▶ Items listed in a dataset
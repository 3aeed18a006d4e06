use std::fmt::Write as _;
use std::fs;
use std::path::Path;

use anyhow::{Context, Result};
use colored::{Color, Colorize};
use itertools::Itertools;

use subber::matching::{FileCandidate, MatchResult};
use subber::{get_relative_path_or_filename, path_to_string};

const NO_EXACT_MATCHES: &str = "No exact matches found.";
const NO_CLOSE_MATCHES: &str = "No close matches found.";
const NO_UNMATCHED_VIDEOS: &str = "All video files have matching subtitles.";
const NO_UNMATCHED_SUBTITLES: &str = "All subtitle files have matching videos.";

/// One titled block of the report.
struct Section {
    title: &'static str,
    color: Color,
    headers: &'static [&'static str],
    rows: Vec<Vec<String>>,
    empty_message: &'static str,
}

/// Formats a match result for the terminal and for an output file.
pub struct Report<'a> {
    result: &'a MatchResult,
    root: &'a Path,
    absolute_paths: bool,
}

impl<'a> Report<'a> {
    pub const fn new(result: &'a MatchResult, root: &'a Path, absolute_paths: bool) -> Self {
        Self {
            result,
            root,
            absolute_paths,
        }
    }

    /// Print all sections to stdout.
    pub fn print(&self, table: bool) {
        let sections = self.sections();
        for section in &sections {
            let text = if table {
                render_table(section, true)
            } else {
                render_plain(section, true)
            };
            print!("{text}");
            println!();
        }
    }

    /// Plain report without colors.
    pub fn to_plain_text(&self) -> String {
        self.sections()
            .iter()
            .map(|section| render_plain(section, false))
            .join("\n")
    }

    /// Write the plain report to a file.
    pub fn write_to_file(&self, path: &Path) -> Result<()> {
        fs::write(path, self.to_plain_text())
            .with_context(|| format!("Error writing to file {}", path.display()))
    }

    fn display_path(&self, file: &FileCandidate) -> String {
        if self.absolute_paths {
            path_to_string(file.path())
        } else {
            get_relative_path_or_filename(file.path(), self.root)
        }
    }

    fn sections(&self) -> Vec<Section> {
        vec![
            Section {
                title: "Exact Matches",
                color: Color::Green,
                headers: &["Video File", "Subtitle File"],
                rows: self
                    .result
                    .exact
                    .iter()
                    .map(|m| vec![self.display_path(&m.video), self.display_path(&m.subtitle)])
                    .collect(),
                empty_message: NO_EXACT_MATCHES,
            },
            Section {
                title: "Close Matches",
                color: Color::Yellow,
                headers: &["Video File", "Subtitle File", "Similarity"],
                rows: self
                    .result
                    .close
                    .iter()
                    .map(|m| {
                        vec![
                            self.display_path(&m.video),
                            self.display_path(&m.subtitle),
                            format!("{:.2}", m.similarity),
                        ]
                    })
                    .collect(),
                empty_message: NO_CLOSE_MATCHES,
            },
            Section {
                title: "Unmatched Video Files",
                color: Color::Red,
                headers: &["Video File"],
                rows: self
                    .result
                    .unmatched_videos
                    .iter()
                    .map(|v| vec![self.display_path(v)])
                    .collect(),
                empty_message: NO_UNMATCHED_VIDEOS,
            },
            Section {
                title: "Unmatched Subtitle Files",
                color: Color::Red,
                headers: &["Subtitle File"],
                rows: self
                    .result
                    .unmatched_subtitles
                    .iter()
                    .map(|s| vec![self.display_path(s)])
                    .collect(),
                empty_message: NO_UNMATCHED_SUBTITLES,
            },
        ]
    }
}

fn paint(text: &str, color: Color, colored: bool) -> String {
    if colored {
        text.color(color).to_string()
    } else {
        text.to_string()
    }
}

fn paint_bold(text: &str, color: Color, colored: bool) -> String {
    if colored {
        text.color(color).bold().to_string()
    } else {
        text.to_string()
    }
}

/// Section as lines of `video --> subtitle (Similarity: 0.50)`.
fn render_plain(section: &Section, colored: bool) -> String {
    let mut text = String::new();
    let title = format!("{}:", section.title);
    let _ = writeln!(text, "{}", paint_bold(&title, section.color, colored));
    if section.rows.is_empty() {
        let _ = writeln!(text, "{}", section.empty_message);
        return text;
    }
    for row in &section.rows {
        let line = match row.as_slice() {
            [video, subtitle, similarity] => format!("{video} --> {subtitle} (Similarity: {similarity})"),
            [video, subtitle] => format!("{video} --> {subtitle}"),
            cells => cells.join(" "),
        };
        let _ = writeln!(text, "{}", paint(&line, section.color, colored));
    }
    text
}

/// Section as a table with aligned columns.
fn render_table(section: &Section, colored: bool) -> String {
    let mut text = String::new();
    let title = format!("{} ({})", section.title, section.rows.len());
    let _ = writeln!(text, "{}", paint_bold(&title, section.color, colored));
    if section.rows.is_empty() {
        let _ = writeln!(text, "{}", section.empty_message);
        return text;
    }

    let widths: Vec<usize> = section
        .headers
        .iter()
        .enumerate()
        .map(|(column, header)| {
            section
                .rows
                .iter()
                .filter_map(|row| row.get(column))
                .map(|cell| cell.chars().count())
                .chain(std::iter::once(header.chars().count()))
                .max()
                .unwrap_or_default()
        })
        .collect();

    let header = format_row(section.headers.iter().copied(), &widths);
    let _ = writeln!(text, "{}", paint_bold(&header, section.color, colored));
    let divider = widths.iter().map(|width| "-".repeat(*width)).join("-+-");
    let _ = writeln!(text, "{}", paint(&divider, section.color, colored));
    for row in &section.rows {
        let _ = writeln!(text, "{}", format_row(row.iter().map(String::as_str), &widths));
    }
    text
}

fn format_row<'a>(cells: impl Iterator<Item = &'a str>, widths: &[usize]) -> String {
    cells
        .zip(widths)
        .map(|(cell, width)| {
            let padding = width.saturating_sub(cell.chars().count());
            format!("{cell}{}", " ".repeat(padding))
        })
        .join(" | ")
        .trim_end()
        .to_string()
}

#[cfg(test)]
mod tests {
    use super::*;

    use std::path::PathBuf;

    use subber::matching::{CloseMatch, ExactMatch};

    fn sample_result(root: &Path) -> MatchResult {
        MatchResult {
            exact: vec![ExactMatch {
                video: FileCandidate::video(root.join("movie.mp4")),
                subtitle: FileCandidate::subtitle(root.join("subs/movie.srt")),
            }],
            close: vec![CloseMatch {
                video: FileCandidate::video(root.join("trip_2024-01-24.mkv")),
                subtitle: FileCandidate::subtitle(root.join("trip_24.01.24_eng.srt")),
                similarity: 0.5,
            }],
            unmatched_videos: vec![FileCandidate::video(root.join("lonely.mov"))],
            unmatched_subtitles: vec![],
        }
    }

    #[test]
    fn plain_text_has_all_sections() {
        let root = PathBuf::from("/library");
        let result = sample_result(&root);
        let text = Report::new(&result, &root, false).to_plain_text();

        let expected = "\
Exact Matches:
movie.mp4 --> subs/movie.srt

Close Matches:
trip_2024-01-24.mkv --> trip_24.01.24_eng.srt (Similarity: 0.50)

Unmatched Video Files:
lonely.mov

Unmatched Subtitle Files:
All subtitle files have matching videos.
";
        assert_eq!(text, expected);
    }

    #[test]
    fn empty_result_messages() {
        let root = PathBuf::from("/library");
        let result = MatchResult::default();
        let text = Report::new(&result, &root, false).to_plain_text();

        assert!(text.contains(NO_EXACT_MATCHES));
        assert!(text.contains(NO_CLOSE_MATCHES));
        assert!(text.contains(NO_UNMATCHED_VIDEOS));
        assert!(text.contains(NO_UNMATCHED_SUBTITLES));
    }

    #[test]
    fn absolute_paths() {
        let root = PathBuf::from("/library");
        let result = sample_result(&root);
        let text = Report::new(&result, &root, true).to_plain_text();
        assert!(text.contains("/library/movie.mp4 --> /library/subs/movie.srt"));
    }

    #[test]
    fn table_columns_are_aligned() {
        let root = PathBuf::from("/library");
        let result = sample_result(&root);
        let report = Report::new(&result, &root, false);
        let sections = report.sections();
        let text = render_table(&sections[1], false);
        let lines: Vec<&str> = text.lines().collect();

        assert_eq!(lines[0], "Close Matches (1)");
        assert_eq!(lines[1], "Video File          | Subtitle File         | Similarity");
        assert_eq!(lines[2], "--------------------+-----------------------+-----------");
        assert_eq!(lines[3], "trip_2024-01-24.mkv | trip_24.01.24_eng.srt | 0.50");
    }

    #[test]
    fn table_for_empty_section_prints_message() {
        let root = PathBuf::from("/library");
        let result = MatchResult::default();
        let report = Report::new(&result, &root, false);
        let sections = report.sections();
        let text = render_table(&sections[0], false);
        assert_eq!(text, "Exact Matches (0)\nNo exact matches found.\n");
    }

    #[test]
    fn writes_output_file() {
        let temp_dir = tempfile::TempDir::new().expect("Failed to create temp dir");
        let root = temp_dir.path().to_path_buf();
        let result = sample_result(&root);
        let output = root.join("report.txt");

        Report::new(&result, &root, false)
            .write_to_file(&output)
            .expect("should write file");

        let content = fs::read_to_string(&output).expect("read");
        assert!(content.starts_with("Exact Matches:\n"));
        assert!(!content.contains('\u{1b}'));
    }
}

--

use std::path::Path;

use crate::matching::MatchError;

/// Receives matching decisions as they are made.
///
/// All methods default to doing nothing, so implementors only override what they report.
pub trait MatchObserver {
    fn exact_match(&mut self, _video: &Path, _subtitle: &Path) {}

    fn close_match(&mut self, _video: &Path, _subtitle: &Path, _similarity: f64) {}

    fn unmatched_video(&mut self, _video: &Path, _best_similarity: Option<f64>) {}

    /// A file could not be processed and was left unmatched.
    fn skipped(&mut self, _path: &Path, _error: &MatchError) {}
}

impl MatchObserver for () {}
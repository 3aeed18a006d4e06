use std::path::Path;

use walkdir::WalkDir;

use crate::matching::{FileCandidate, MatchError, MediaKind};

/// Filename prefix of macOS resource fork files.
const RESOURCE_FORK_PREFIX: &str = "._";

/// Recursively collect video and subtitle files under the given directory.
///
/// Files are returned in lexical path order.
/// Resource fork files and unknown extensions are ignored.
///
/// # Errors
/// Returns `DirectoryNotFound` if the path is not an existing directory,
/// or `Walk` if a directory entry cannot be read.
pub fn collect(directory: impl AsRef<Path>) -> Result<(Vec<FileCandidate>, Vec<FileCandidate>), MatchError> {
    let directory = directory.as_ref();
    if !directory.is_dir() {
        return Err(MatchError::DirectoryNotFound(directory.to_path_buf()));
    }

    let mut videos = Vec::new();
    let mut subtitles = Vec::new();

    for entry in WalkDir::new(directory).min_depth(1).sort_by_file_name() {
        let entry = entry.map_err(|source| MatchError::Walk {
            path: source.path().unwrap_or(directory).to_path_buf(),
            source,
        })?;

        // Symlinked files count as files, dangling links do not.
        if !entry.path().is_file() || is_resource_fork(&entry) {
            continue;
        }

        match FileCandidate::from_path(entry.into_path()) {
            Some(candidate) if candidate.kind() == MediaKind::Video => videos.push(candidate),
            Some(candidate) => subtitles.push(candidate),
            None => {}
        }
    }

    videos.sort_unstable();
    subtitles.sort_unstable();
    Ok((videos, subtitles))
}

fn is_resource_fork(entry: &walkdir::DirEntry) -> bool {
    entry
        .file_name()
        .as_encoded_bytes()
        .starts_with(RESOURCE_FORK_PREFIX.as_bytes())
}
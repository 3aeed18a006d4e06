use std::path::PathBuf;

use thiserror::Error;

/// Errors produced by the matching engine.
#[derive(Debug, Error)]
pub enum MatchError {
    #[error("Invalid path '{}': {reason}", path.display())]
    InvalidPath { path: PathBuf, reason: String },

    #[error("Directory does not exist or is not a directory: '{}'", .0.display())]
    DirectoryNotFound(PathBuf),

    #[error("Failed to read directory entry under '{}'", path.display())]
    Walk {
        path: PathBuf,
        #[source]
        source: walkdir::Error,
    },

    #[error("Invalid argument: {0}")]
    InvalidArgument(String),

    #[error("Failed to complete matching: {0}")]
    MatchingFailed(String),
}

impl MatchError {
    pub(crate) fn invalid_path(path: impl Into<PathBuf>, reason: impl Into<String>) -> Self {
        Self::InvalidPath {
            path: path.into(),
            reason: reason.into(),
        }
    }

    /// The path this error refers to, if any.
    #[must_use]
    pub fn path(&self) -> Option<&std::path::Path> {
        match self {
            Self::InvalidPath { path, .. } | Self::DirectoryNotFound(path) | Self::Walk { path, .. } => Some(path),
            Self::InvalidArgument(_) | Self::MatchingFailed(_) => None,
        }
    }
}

* * *

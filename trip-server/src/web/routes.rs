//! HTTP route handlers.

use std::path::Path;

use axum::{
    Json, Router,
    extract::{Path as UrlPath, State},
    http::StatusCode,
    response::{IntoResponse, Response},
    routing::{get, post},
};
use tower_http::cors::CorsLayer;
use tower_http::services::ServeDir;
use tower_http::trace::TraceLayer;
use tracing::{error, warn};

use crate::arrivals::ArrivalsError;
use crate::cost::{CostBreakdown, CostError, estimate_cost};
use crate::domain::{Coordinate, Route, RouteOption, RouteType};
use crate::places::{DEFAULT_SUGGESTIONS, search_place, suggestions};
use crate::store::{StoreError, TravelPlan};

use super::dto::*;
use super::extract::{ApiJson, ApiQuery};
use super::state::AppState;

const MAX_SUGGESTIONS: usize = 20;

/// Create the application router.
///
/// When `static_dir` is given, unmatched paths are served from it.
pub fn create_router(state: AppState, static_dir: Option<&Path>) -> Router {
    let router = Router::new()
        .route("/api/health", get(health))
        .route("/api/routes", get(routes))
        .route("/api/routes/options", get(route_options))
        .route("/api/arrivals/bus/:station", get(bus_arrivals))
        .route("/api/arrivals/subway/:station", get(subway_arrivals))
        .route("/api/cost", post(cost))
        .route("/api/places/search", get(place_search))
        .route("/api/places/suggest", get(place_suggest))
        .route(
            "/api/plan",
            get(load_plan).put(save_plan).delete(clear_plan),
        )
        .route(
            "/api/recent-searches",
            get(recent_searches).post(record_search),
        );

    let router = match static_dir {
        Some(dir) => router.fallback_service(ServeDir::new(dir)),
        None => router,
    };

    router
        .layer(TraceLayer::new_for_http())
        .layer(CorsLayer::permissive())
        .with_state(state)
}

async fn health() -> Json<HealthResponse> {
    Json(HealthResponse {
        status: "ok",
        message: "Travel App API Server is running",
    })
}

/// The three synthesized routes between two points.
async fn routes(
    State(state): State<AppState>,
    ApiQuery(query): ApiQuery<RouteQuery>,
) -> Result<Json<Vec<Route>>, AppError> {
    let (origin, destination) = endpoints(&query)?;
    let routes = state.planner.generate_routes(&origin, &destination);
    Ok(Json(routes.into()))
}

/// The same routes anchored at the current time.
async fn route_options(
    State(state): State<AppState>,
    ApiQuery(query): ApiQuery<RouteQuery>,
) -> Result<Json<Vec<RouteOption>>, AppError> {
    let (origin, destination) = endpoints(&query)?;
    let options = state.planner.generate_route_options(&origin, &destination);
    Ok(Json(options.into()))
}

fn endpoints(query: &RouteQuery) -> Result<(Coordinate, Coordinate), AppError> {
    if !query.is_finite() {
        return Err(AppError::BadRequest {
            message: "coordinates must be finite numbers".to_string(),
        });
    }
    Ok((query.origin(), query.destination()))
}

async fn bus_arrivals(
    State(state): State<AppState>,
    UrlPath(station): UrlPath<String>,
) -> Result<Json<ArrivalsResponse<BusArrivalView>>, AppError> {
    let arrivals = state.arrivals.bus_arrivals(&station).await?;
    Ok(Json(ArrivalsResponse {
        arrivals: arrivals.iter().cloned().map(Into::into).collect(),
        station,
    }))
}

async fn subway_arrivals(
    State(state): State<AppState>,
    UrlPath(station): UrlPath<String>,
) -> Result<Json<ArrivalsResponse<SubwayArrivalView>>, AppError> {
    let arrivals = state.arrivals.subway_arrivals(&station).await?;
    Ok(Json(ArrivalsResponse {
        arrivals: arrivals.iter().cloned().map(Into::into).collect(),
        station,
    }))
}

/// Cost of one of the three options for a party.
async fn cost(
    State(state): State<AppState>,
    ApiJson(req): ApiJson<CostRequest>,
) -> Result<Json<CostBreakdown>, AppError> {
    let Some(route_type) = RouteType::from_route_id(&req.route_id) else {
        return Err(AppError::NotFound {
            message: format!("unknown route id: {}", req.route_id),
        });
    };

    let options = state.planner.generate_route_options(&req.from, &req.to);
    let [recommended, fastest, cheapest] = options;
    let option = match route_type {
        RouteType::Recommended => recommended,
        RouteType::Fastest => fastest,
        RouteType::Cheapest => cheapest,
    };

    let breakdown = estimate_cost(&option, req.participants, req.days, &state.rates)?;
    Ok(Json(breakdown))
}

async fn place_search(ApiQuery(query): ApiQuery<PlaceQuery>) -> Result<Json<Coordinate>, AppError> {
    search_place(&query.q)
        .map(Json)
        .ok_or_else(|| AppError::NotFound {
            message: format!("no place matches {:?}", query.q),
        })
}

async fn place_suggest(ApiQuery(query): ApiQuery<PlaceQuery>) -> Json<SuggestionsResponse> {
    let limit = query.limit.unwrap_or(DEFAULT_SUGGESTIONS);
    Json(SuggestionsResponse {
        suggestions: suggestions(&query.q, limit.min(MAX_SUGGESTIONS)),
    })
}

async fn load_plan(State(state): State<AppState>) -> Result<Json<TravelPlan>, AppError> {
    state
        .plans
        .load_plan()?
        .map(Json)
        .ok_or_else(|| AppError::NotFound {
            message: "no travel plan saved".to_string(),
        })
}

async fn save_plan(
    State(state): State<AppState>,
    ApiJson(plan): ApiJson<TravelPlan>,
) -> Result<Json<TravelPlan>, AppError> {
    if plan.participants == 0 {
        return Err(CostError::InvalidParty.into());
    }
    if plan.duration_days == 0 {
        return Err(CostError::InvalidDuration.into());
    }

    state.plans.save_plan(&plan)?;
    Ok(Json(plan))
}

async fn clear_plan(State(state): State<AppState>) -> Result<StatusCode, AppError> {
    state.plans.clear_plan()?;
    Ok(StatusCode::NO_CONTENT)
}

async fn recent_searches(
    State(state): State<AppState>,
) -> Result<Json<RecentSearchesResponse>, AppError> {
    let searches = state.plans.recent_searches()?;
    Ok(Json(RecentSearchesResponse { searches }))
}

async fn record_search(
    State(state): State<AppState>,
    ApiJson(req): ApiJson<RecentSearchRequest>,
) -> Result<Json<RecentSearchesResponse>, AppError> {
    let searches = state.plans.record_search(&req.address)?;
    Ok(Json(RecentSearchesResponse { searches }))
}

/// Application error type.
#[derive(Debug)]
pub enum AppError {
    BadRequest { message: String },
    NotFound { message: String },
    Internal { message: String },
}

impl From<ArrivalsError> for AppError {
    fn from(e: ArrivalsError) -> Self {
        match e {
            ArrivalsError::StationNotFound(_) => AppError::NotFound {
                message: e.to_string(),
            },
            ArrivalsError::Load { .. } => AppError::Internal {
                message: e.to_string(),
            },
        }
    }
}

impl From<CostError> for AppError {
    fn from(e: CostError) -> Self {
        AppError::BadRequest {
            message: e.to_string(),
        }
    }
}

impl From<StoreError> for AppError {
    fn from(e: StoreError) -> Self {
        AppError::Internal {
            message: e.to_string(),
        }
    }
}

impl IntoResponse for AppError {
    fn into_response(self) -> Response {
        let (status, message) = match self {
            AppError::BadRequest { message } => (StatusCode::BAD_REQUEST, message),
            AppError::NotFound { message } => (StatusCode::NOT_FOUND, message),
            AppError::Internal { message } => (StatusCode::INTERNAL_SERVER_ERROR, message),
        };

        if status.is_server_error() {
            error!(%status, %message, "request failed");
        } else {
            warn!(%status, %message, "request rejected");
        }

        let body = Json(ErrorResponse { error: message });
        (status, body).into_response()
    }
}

▶ ASSIGNMENT
The lines above from the one with "the given directory." through the one with "pub enum MatchError" are to be duplicated exactly, ends included, with nothing added.

▶ FINAL ANSWER
/// Recursively collect video and subtitle files under the given directory.
///
/// Files are returned in lexical path order.
/// Resource fork files and unknown extensions are ignored.
///
/// # Errors
/// Returns `DirectoryNotFound` if the path is not an existing directory,
/// or `Walk` if a directory entry cannot be read.
pub fn collect(directory: impl AsRef<Path>) -> Result<(Vec<FileCandidate>, Vec<FileCandidate>), MatchError> {
    let directory = directory.as_ref();
    if !directory.is_dir() {
        return Err(MatchError::DirectoryNotFound(directory.to_path_buf()));
    }

    let mut videos = Vec::new();
    let mut subtitles = Vec::new();

    for entry in WalkDir::new(directory).min_depth(1).sort_by_file_name() {
        let entry = entry.map_err(|source| MatchError::Walk {
            path: source.path().unwrap_or(directory).to_path_buf(),
            source,
        })?;

        // Symlinked files count as files, dangling links do not.
        if !entry.path().is_file() || is_resource_fork(&entry) {
            continue;
        }

        match FileCandidate::from_path(entry.into_path()) {
            Some(candidate) if candidate.kind() == MediaKind::Video => videos.push(candidate),
            Some(candidate) => subtitles.push(candidate),
            None => {}
        }
    }

    videos.sort_unstable();
    subtitles.sort_unstable();
    Ok((videos, subtitles))
}

fn is_resource_fork(entry: &walkdir::DirEntry) -> bool {
    entry
        .file_name()
        .as_encoded_bytes()
        .starts_with(RESOURCE_FORK_PREFIX.as_bytes())
}
repository 3aeed18a006d4e06
use std::path::PathBuf;

use thiserror::Error;

/// Errors produced by the matching engine.
#[derive(Debug, Error)]
pub enum MatchError {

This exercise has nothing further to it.